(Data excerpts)

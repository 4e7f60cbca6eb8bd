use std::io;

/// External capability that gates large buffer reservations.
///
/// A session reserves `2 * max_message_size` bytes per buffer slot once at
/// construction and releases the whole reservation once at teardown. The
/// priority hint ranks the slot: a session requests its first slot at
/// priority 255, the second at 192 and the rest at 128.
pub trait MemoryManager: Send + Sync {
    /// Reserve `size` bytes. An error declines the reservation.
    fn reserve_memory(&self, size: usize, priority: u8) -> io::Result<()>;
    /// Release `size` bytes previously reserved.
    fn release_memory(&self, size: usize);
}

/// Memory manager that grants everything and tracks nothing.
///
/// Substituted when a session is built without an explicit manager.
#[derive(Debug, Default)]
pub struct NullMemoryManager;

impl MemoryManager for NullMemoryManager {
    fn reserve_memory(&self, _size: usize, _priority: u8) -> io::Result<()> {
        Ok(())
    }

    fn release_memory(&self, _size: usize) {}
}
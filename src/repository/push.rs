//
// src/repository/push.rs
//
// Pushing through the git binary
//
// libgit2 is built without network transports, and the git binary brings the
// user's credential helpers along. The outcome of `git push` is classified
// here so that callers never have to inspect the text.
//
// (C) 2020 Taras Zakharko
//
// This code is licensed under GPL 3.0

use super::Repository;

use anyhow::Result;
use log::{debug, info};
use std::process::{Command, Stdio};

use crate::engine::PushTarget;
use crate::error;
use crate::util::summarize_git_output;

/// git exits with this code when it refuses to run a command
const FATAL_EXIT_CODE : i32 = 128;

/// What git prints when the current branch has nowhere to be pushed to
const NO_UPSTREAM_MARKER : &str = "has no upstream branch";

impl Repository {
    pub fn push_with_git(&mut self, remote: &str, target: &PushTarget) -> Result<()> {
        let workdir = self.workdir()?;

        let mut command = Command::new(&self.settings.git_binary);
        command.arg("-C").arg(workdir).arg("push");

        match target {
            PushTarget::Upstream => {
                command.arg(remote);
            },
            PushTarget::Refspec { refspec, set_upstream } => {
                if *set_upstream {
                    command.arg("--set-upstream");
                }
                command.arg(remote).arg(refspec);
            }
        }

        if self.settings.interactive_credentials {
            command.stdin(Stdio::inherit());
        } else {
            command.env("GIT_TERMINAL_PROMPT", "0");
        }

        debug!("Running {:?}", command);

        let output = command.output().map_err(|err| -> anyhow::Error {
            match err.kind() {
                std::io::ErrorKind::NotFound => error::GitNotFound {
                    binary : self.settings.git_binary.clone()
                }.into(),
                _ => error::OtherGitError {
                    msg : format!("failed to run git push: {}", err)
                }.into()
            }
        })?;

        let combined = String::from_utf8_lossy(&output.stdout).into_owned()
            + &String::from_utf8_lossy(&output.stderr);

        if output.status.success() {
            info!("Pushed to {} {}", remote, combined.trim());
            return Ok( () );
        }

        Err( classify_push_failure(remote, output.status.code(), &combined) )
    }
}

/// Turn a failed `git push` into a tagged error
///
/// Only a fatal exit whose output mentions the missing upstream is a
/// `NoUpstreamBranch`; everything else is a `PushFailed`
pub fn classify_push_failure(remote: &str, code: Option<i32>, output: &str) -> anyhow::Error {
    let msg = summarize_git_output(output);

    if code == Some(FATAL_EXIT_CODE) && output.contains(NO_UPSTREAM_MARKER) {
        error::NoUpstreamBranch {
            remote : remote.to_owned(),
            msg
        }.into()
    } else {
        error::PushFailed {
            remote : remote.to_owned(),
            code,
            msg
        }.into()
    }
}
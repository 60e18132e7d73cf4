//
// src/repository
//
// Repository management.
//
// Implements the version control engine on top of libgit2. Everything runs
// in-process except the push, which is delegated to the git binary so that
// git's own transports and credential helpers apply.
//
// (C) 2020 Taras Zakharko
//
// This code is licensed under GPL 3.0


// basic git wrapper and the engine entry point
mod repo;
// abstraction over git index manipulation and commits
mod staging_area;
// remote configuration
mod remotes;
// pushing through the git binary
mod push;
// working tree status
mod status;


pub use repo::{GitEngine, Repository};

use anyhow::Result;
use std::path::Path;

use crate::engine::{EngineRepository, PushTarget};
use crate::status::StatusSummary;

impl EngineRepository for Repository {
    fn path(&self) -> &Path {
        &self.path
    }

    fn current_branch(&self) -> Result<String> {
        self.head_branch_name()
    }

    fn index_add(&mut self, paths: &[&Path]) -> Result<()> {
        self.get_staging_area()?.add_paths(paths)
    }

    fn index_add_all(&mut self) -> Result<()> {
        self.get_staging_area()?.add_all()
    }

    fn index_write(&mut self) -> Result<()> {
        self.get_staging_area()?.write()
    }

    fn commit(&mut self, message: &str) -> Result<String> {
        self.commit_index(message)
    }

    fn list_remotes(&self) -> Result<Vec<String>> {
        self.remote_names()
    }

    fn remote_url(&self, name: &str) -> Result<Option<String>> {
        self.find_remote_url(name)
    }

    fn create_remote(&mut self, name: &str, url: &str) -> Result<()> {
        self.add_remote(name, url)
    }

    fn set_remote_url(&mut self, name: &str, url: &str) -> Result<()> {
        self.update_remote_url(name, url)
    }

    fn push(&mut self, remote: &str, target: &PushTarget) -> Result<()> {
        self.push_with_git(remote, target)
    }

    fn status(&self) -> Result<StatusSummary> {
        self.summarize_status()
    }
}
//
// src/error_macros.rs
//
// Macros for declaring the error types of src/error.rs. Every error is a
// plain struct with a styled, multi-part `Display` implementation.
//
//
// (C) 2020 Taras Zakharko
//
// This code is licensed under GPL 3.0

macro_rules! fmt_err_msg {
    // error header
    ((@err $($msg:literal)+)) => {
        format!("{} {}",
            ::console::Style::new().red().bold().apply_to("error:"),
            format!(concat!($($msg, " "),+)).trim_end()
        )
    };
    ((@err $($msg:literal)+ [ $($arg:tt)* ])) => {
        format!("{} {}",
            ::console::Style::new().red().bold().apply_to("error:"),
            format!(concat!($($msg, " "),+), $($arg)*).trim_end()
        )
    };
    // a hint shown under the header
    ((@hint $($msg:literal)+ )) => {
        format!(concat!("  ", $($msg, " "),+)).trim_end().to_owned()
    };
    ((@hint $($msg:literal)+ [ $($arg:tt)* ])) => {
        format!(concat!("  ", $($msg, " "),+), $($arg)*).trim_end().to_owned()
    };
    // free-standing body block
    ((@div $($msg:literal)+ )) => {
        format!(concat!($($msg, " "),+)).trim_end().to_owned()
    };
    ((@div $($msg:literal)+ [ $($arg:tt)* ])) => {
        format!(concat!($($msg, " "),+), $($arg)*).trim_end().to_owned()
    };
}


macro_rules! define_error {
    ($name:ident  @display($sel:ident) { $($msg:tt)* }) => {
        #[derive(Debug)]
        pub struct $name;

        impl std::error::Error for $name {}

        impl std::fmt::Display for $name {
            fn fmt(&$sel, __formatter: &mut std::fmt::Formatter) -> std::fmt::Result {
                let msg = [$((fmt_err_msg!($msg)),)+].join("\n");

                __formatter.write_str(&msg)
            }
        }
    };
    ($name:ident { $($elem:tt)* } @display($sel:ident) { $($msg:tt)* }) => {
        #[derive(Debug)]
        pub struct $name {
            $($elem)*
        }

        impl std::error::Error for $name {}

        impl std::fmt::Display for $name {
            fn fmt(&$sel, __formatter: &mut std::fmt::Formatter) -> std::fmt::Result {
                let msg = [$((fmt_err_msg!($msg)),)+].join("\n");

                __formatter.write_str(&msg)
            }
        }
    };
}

### TASK DETAILS
What's wanted is each line above, transcribed with nothing altered.

### ANSWER TO THE EXERCISE
repository 4e7f60cbca6eb8bd
use std::io;

/// External capability that gates large buffer reservations.
///
/// A session reserves `2 * max_message_size` bytes per buffer slot once at
/// construction and releases the whole reservation once at teardown. The
/// priority hint ranks the slot: a session requests its first slot at
/// priority 255, the second at 192 and the rest at 128.
pub trait MemoryManager: Send + Sync {
    /// Reserve `size` bytes. An error declines the reservation.
    fn reserve_memory(&self, size: usize, priority: u8) -> io::Result<()>;
    /// Release `size` bytes previously reserved.
    fn release_memory(&self, size: usize);
}

/// Memory manager that grants everything and tracks nothing.
///
/// Substituted when a session is built without an explicit manager.
#[derive(Debug, Default)]
pub struct NullMemoryManager;

impl MemoryManager for NullMemoryManager {
    fn reserve_memory(&self, _size: usize, _priority: u8) -> io::Result<()> {
        Ok(())
    }

    fn release_memory(&self, _size: usize) {}
}
filename src/repository/push.rs
//
// src/repository/push.rs
//
// Pushing through the git binary
//
// libgit2 is built without network transports, and the git binary brings the
// user's credential helpers along. The outcome of `git push` is classified
// here so that callers never have to inspect the text.
//
// (C) 2020 Taras Zakharko
//
// This code is licensed under GPL 3.0

use super::Repository;

use anyhow::Result;
use log::{debug, info};
use std::process::{Command, Stdio};

use crate::engine::PushTarget;
use crate::error;
use crate::util::summarize_git_output;

/// git exits with this code when it refuses to run a command
const FATAL_EXIT_CODE : i32 = 128;

/// What git prints when the current branch has nowhere to be pushed to
const NO_UPSTREAM_MARKER : &str = "has no upstream branch";

impl Repository {
    pub fn push_with_git(&mut self, remote: &str, target: &PushTarget) -> Result<()> {
        let workdir = self.workdir()?;

        let mut command = Command::new(&self.settings.git_binary);
        command.arg("-C").arg(workdir).arg("push");

        match target {
            PushTarget::Upstream => {
                command.arg(remote);
            },
            PushTarget::Refspec { refspec, set_upstream } => {
                if *set_upstream {
                    command.arg("--set-upstream");
                }
                command.arg(remote).arg(refspec);
            }
        }

        if self.settings.interactive_credentials {
            command.stdin(Stdio::inherit());
        } else {
            command.env("GIT_TERMINAL_PROMPT", "0");
        }

        debug!("Running {:?}", command);

        let output = command.output().map_err(|err| -> anyhow::Error {
            match err.kind() {
                std::io::ErrorKind::NotFound => error::GitNotFound {
                    binary : self.settings.git_binary.clone()
                }.into(),
                _ => error::OtherGitError {
                    msg : format!("failed to run git push: {}", err)
                }.into()
            }
        })?;

        let combined = String::from_utf8_lossy(&output.stdout).into_owned()
            + &String::from_utf8_lossy(&output.stderr);

        if output.status.success() {
            info!("Pushed to {} {}", remote, combined.trim());
            return Ok( () );
        }

        Err( classify_push_failure(remote, output.status.code(), &combined) )
    }
}

/// Turn a failed `git push` into a tagged error
///
/// Only a fatal exit whose output mentions the missing upstream is a
/// `NoUpstreamBranch`; everything else is a `PushFailed`
pub fn classify_push_failure(remote: &str, code: Option<i32>, output: &str) -> anyhow::Error {
    let msg = summarize_git_output(output);

    if code == Some(FATAL_EXIT_CODE) && output.contains(NO_UPSTREAM_MARKER) {
        error::NoUpstreamBranch {
            remote : remote.to_owned(),
            msg
        }.into()
    } else {
        error::PushFailed {
            remote : remote.to_owned(),
            code,
            msg
        }.into()
    }
}
repository 60e18132e7d73cf4
//
// src/repository
//
// Repository management.
//
// Implements the version control engine on top of libgit2. Everything runs
// in-process except the push, which is delegated to the git binary so that
// git's own transports and credential helpers apply.
//
// (C) 2020 Taras Zakharko
//
// This code is licensed under GPL 3.0


// basic git wrapper and the engine entry point
mod repo;
// abstraction over git index manipulation and commits
mod staging_area;
// remote configuration
mod remotes;
// pushing through the git binary
mod push;
// working tree status
mod status;


pub use repo::{GitEngine, Repository};

use anyhow::Result;
use std::path::Path;

use crate::engine::{EngineRepository, PushTarget};
use crate::status::StatusSummary;

impl EngineRepository for Repository {
    fn path(&self) -> &Path {
        &self.path
    }

    fn current_branch(&self) -> Result<String> {
        self.head_branch_name()
    }

    fn index_add(&mut self, paths: &[&Path]) -> Result<()> {
        self.get_staging_area()?.add_paths(paths)
    }

    fn index_add_all(&mut self) -> Result<()> {
        self.get_staging_area()?.add_all()
    }

    fn index_write(&mut self) -> Result<()> {
        self.get_staging_area()?.write()
    }

    fn commit(&mut self, message: &str) -> Result<String> {
        self.commit_index(message)
    }

    fn list_remotes(&self) -> Result<Vec<String>> {
        self.remote_names()
    }

    fn remote_url(&self, name: &str) -> Result<Option<String>> {
        self.find_remote_url(name)
    }

    fn create_remote(&mut self, name: &str, url: &str) -> Result<()> {
        self.add_remote(name, url)
    }

    fn set_remote_url(&mut self, name: &str, url: &str) -> Result<()> {
        self.update_remote_url(name, url)
    }

    fn push(&mut self, remote: &str, target: &PushTarget) -> Result<()> {
        self.push_with_git(remote, target)
    }

    fn status(&self) -> Result<StatusSummary> {
        self.summarize_status()
    }
}
//
// src/error_macros.rs
//
// Macros for declaring the error types of src/error.rs. Every error is a
// plain struct with a styled, multi-part `Display` implementation.
//
//
// (C) 2020 Taras Zakharko
//
// This code is licensed under GPL 3.0

macro_rules! fmt_err_msg {
    // error header
    ((@err $($msg:literal)+)) => {
        format!("{} {}",
            ::console::Style::new().red().bold().apply_to("error:"),
            format!(concat!($($msg, " "),+)).trim_end()
        )
    };
    ((@err $($msg:literal)+ [ $($arg:tt)* ])) => {
        format!("{} {}",
            ::console::Style::new().red().bold().apply_to("error:"),
            format!(concat!($($msg, " "),+), $($arg)*).trim_end()
        )
    };
    // a hint shown under the header
    ((@hint $($msg:literal)+ )) => {
        format!(concat!("  ", $($msg, " "),+)).trim_end().to_owned()
    };
    ((@hint $($msg:literal)+ [ $($arg:tt)* ])) => {
        format!(concat!("  ", $($msg, " "),+), $($arg)*).trim_end().to_owned()
    };
    // free-standing body block
    ((@div $($msg:literal)+ )) => {
        format!(concat!($($msg, " "),+)).trim_end().to_owned()
    };
    ((@div $($msg:literal)+ [ $($arg:tt)* ])) => {
        format!(concat!($($msg, " "),+), $($arg)*).trim_end().to_owned()
    };
}


macro_rules! define_error {
    ($name:ident  @display($sel:ident) { $($msg:tt)* }) => {
        #[derive(Debug)]
        pub struct $name;

        impl std::error::Error for $name {}

        impl std::fmt::Display for $name {
            fn fmt(&$sel, __formatter: &mut std::fmt::Formatter) -> std::fmt::Result {
                let msg = [$((fmt_err_msg!($msg)),)+].join("\n");

                __formatter.write_str(&msg)
            }
        }
    };
    ($name:ident { $($elem:tt)* } @display($sel:ident) { $($msg:tt)* }) => {
        #[derive(Debug)]
        pub struct $name {
            $($elem)*
        }

        impl std::error::Error for $name {}

        impl std::fmt::Display for $name {
            fn fmt(&$sel, __formatter: &mut std::fmt::Formatter) -> std::fmt::Result {
                let msg = [$((fmt_err_msg!($msg)),)+].join("\n");

                __formatter.write_str(&msg)
            }
        }
    };
}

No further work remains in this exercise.